In a discussion of the book, her colleague at Jeune Afrique Nicolas Michel presents a summary of the origin and evolution of comtemporary African philosophy and Kodjo-Grandvaux's theories:     

En archéologue des idées, Séverine Kodjo-Grandvaux explore les strates d'une épistémologie qui, au cours du dernier siècle, s'est construite essentiellement en réaction à l'Occident. D'abord sous le joug de son influence impérialiste, puis en réaction contre cette emprise [..] avec le mouvement des Indépendances et l'injonction à la décolonisation des esprits, vient le temps d'une pensée cherchant à se replier sur « l'identité africaine », contre le moule occidental. Un « retour au sources » risqué : « Dès lors que la philosophie cherche à se penser de manière « nationalitaire », c'est-à-dire continentale, nationale, ethnique, elle doit éviter plusieurs écueils, notamment celui de l'esprit collectif et celui de la particularisation excessive », écrit l'auteur. L'apport de la philosophie occidentale comme celui des autres courants de pensée ne doit pas être rejeté. 

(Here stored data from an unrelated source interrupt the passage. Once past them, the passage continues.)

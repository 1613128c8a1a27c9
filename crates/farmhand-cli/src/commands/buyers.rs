use crate::commands::{print_json, Context};
use crate::error::{invalid_input, not_found};
use crate::util::{
    format_timestamp_date, normalize_optional_value, now_utc, parse_buyer_id,
    parse_local_timestamp, split_labels,
};
use anyhow::Result;
use clap::{ArgAction, Args};
use farmhand_core::domain::BuyerStatus;
use farmhand_core::dto::{BuyerDetailDto, BuyerListItemDto};
use farmhand_core::filter::{
    filter_buyers, parse_score_bound, FilterState, QuickFilter, SmartGroup, Toggle,
};
use farmhand_store::repo::{BuyerNew, BuyerUpdate};

#[derive(Debug, Args)]
pub struct AddBuyerArgs {
    #[arg(long)]
    pub fname: Option<String>,
    #[arg(long)]
    pub lname: Option<String>,
    #[arg(long)]
    pub full_name: Option<String>,
    #[arg(long)]
    pub email: Option<String>,
    #[arg(long)]
    pub phone: Option<String>,
    #[arg(long)]
    pub company: Option<String>,
    #[arg(long, default_value_t = 0)]
    pub score: i64,
    #[arg(long)]
    pub notes: Option<String>,
    #[arg(long)]
    pub mailing_address: Option<String>,
    #[arg(long)]
    pub mailing_city: Option<String>,
    #[arg(long)]
    pub mailing_state: Option<String>,
    #[arg(long)]
    pub mailing_zip: Option<String>,
    #[arg(long, value_name = "LOCATION")]
    pub location: Vec<String>,
    #[arg(long, value_name = "TAG")]
    pub tag: Vec<String>,
    #[arg(long, value_name = "TYPE")]
    pub property_type: Vec<String>,
    #[arg(long)]
    pub status: Option<String>,
    #[arg(long, action = ArgAction::SetTrue)]
    pub vip: bool,
    #[arg(long, action = ArgAction::SetTrue)]
    pub vetted: bool,
    #[arg(long, action = ArgAction::SetTrue)]
    pub no_email: bool,
    #[arg(long, action = ArgAction::SetTrue)]
    pub no_sms: bool,
}

#[derive(Debug, Args)]
pub struct EditBuyerArgs {
    pub id: String,
    #[arg(long)]
    pub fname: Option<String>,
    #[arg(long)]
    pub lname: Option<String>,
    #[arg(long)]
    pub full_name: Option<String>,
    #[arg(long)]
    pub email: Option<String>,
    #[arg(long)]
    pub phone: Option<String>,
    #[arg(long)]
    pub company: Option<String>,
    #[arg(long)]
    pub score: Option<i64>,
    #[arg(long)]
    pub notes: Option<String>,
    #[arg(long)]
    pub mailing_city: Option<String>,
    #[arg(long)]
    pub mailing_state: Option<String>,
    #[arg(long)]
    pub status: Option<String>,
    /// Replaces the whole tag list; comma-separated.
    #[arg(long)]
    pub tags: Option<String>,
    /// Replaces the whole location list; comma-separated.
    #[arg(long)]
    pub locations: Option<String>,
    #[arg(long)]
    pub vip: Option<bool>,
    #[arg(long)]
    pub vetted: Option<bool>,
    #[arg(long)]
    pub can_email: Option<bool>,
    #[arg(long)]
    pub can_sms: Option<bool>,
}

#[derive(Debug, Args)]
pub struct ShowArgs {
    pub id: String,
}

#[derive(Debug, Args)]
pub struct ListArgs {
    /// Substring match over name, email, phones, and company.
    #[arg(long)]
    pub search: Option<String>,
    /// Required tag; repeat to require several (each must match).
    #[arg(long, value_name = "TAG")]
    pub tag: Vec<String>,
    /// Excluded tag; any match hides the buyer.
    #[arg(long, value_name = "TAG")]
    pub exclude_tag: Vec<String>,
    /// Required location; repeat for alternatives (any may match).
    #[arg(long, value_name = "LOCATION")]
    pub location: Vec<String>,
    /// Required property type; repeat for alternatives (any may match).
    #[arg(long, value_name = "TYPE")]
    pub property_type: Vec<String>,
    /// Empty or non-numeric means no lower bound.
    #[arg(long, value_name = "SCORE")]
    pub min_score: Option<String>,
    #[arg(long, value_name = "SCORE")]
    pub max_score: Option<String>,
    #[arg(long, value_name = "DATE")]
    pub created_after: Option<String>,
    #[arg(long, value_name = "DATE")]
    pub created_before: Option<String>,
    #[arg(long, default_value = "any")]
    pub vip: Toggle,
    #[arg(long, default_value = "any")]
    pub vetted: Toggle,
    #[arg(long, default_value = "any")]
    pub can_email: Toggle,
    #[arg(long, default_value = "any")]
    pub can_sms: Toggle,
    /// Quick filter key: vip, high-score, hot, new. Repeatable.
    #[arg(long, value_name = "KEY")]
    pub quick: Vec<QuickFilter>,
    /// Smart group key, e.g. vip, hot, cash-buyer.
    #[arg(long, value_name = "KEY")]
    pub group: Option<SmartGroup>,
}

#[derive(Debug, Args)]
pub struct DeleteArgs {
    pub id: String,
}

pub fn add_buyer(ctx: &Context<'_>, args: AddBuyerArgs) -> Result<()> {
    let now = now_utc();
    let tags = args.tag;
    let buyer = ctx.store.buyers().create(
        now,
        BuyerNew {
            fname: args.fname,
            lname: args.lname,
            full_name: args.full_name,
            email: args.email,
            phone: args.phone,
            company: args.company,
            score: args.score,
            notes: args.notes,
            mailing_address: args.mailing_address,
            mailing_city: args.mailing_city,
            mailing_state: args.mailing_state,
            mailing_zip: args.mailing_zip,
            locations: args.location,
            property_type: args.property_type,
            vetted: args.vetted,
            vip: args.vip,
            can_receive_email: !args.no_email,
            can_receive_sms: !args.no_sms,
            status: BuyerStatus::parse(args.status.as_deref().unwrap_or_default()),
            ..Default::default()
        },
    )?;

    // Tags go through the catalog path so usage counters stay in step.
    let mut buyer = buyer;
    for tag in tags {
        buyer = ctx.store.buyers().add_tag(now, buyer.id, &tag)?;
    }

    if ctx.json {
        print_json(&buyer)?;
    } else {
        println!("created {} {}", buyer.id, buyer.display_name());
    }
    Ok(())
}

pub fn edit_buyer(ctx: &Context<'_>, args: EditBuyerArgs) -> Result<()> {
    let now = now_utc();
    let id = parse_buyer_id(&args.id)?;

    let mut update = BuyerUpdate::default();
    if let Some(value) = args.fname {
        update.fname = Some(normalize_optional_value(value));
    }
    if let Some(value) = args.lname {
        update.lname = Some(normalize_optional_value(value));
    }
    if let Some(value) = args.full_name {
        update.full_name = Some(normalize_optional_value(value));
    }
    if let Some(value) = args.email {
        update.email = Some(normalize_optional_value(value));
    }
    if let Some(value) = args.phone {
        update.phone = Some(normalize_optional_value(value));
    }
    if let Some(value) = args.company {
        update.company = Some(normalize_optional_value(value));
    }
    if let Some(value) = args.score {
        update.score = Some(value);
    }
    if let Some(value) = args.notes {
        update.notes = Some(normalize_optional_value(value));
    }
    if let Some(value) = args.mailing_city {
        update.mailing_city = Some(normalize_optional_value(value));
    }
    if let Some(value) = args.mailing_state {
        update.mailing_state = Some(normalize_optional_value(value));
    }
    if let Some(value) = args.status {
        update.status = Some(BuyerStatus::parse(&value));
    }
    if let Some(value) = args.tags {
        update.tags = Some(split_labels(&value));
    }
    if let Some(value) = args.locations {
        update.locations = Some(split_labels(&value));
    }
    if let Some(value) = args.vip {
        update.vip = Some(value);
    }
    if let Some(value) = args.vetted {
        update.vetted = Some(value);
    }
    if let Some(value) = args.can_email {
        update.can_receive_email = Some(value);
    }
    if let Some(value) = args.can_sms {
        update.can_receive_sms = Some(value);
    }

    if update.is_empty() {
        return Err(invalid_input("no updates provided"));
    }

    let buyer = ctx.store.buyers().update(now, id, update)?;
    if ctx.json {
        print_json(&buyer)?;
    } else {
        println!("updated {} {}", buyer.id, buyer.display_name());
    }
    Ok(())
}

pub fn show_buyer(ctx: &Context<'_>, args: ShowArgs) -> Result<()> {
    let id = parse_buyer_id(&args.id)?;
    let buyer = ctx
        .store
        .buyers()
        .get(id)?
        .ok_or_else(|| not_found("buyer not found"))?;
    let groups = ctx.store.groups().names_for_buyer(buyer.id)?;

    let detail = BuyerDetailDto {
        id: buyer.id,
        display_name: buyer.display_name(),
        fname: buyer.fname.clone(),
        lname: buyer.lname.clone(),
        full_name: buyer.full_name.clone(),
        email: buyer.email.clone(),
        phone: buyer.phone.clone(),
        phone2: buyer.phone2.clone(),
        phone3: buyer.phone3.clone(),
        company: buyer.company.clone(),
        score: buyer.score,
        notes: buyer.notes.clone(),
        mailing_address: buyer.mailing_address.clone(),
        mailing_city: buyer.mailing_city.clone(),
        mailing_state: buyer.mailing_state.clone(),
        mailing_zip: buyer.mailing_zip.clone(),
        locations: buyer.locations.clone(),
        tags: buyer.tags.clone(),
        vetted: buyer.vetted,
        vip: buyer.vip,
        can_receive_sms: buyer.can_receive_sms,
        can_receive_email: buyer.can_receive_email,
        property_type: buyer.property_type.clone(),
        budget_min: buyer.budget_min,
        budget_max: buyer.budget_max,
        timeline: buyer.timeline.clone(),
        source: buyer.source.clone(),
        status: buyer.status.as_str().to_string(),
        created_at: buyer.created_at,
        updated_at: buyer.updated_at,
        groups,
    };

    if ctx.json {
        print_json(&detail)?;
        return Ok(());
    }

    println!("id: {}", detail.id);
    println!("name: {}", detail.display_name);
    if let Some(email) = detail.email.as_deref() {
        println!("email: {}", email);
    }
    for phone in [
        detail.phone.as_deref(),
        detail.phone2.as_deref(),
        detail.phone3.as_deref(),
    ]
    .into_iter()
    .flatten()
    {
        println!("phone: {}", phone);
    }
    if let Some(company) = detail.company.as_deref() {
        println!("company: {}", company);
    }
    println!("score: {}", detail.score);
    println!("status: {}", detail.status);
    println!(
        "flags: vip={} vetted={} email={} sms={}",
        detail.vip, detail.vetted, detail.can_receive_email, detail.can_receive_sms
    );
    if !detail.tags.is_empty() {
        println!("tags: {}", detail.tags.join(", "));
    }
    if !detail.locations.is_empty() {
        println!("locations: {}", detail.locations.join(", "));
    }
    if !detail.property_type.is_empty() {
        println!("property types: {}", detail.property_type.join(", "));
    }
    if let (Some(min), Some(max)) = (detail.budget_min, detail.budget_max) {
        println!("budget: {} - {}", min, max);
    }
    if let Some(notes) = detail.notes.as_deref() {
        println!("notes: {}", notes);
    }
    if !detail.groups.is_empty() {
        println!("groups: {}", detail.groups.join(", "));
    }
    println!("created: {}", format_timestamp_date(detail.created_at));
    Ok(())
}

pub fn list_buyers(ctx: &Context<'_>, args: ListArgs) -> Result<()> {
    let state = filter_state_from_args(&args)?;
    let now = now_utc();

    let buyers = ctx.store.buyers().list_all()?;
    let visible = filter_buyers(&buyers, &state, now);

    let items: Vec<BuyerListItemDto> = visible
        .iter()
        .map(|buyer| BuyerListItemDto {
            id: buyer.id,
            display_name: buyer.display_name(),
            email: buyer.email.clone(),
            phone: buyer.phone.clone(),
            score: buyer.score,
            status: buyer.status.as_str().to_string(),
            vip: buyer.vip,
            vetted: buyer.vetted,
            tags: buyer.tags.clone(),
            created_at: buyer.created_at,
        })
        .collect();

    if ctx.json {
        print_json(&items)?;
        return Ok(());
    }

    if items.is_empty() {
        println!("no buyers");
        return Ok(());
    }

    for item in &items {
        let tags = if item.tags.is_empty() {
            String::new()
        } else {
            format!(
                "  {}",
                item.tags
                    .iter()
                    .map(|tag| format!("#{}", tag))
                    .collect::<Vec<_>>()
                    .join(" ")
            )
        };
        let vip = if item.vip { " *vip*" } else { "" };
        println!(
            "{}  {}  [{}] {}{}{}",
            item.id, item.display_name, item.score, item.status, vip, tags
        );
    }

    if !state.is_empty() {
        println!(
            "{} of {} buyers ({} filters applied)",
            items.len(),
            buyers.len(),
            state.active_count()
        );
    }
    Ok(())
}

pub fn delete_buyer(ctx: &Context<'_>, args: DeleteArgs) -> Result<()> {
    let id = parse_buyer_id(&args.id)?;
    ctx.store.buyers().delete(id)?;
    if ctx.json {
        print_json(&serde_json::json!({ "deleted": id }))?;
    } else {
        println!("deleted {}", id);
    }
    Ok(())
}

fn filter_state_from_args(args: &ListArgs) -> Result<FilterState> {
    let created_after = match args.created_after.as_deref() {
        Some(value) => Some(parse_local_timestamp(value)?),
        None => None,
    };
    let created_before = match args.created_before.as_deref() {
        Some(value) => Some(parse_local_timestamp(value)?),
        None => None,
    };

    Ok(FilterState {
        search: args.search.clone().unwrap_or_default(),
        tags: args.tag.clone(),
        exclude_tags: args.exclude_tag.clone(),
        locations: args.location.clone(),
        property_types: args.property_type.clone(),
        min_score: args.min_score.as_deref().and_then(parse_score_bound),
        max_score: args.max_score.as_deref().and_then(parse_score_bound),
        created_after,
        created_before,
        vip: args.vip,
        vetted: args.vetted,
        can_email: args.can_email,
        can_sms: args.can_sms,
        quick: args.quick.clone(),
        smart_group: args.group,
    })
}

In her role as an archaeologist of ideas, Séverine Kodjo-Grandvaux explores the layers of a discipline which was built mainly in response to the West during the past century. During the colonial period, it moved along under the overarching control of its imperialist colonizers, then it evolved as a counter-reaction against the colonizers’ influence […] As the Independence movement swept throughout the continent (in the 50's), the philosophy of trying to return to “the African identity” and move away from the Western mold grew stronger. Kodjo-Grandvaux argues that such a “return to the origins” ideology is a risky proposition. She writes: “As philosophy is trying to fit into a “regional “pattern, [i.e, continental, national or ethnic], it must avoid several pitfalls, including the pitfall of homogeneous thinking and excessive isolation”. The contribution of Western philosophy as well as that of other currents of thought should not be dismissed.

Kodjo-Grandvaux highlights a debate about ethnophilosophy that African philosophers have been grappling with for a long time: the idea that a particular culture or region has specific philosophy that is fundamentally different from the other philosophical trends is controversial in itself. However, many modern African philosophers argue that their work is a critical reflection on African leaderships and how it impacts their compatriots daily lives. As a result, it is paramount that African philosophy develops in the context of the African continent and communicates to an African audience.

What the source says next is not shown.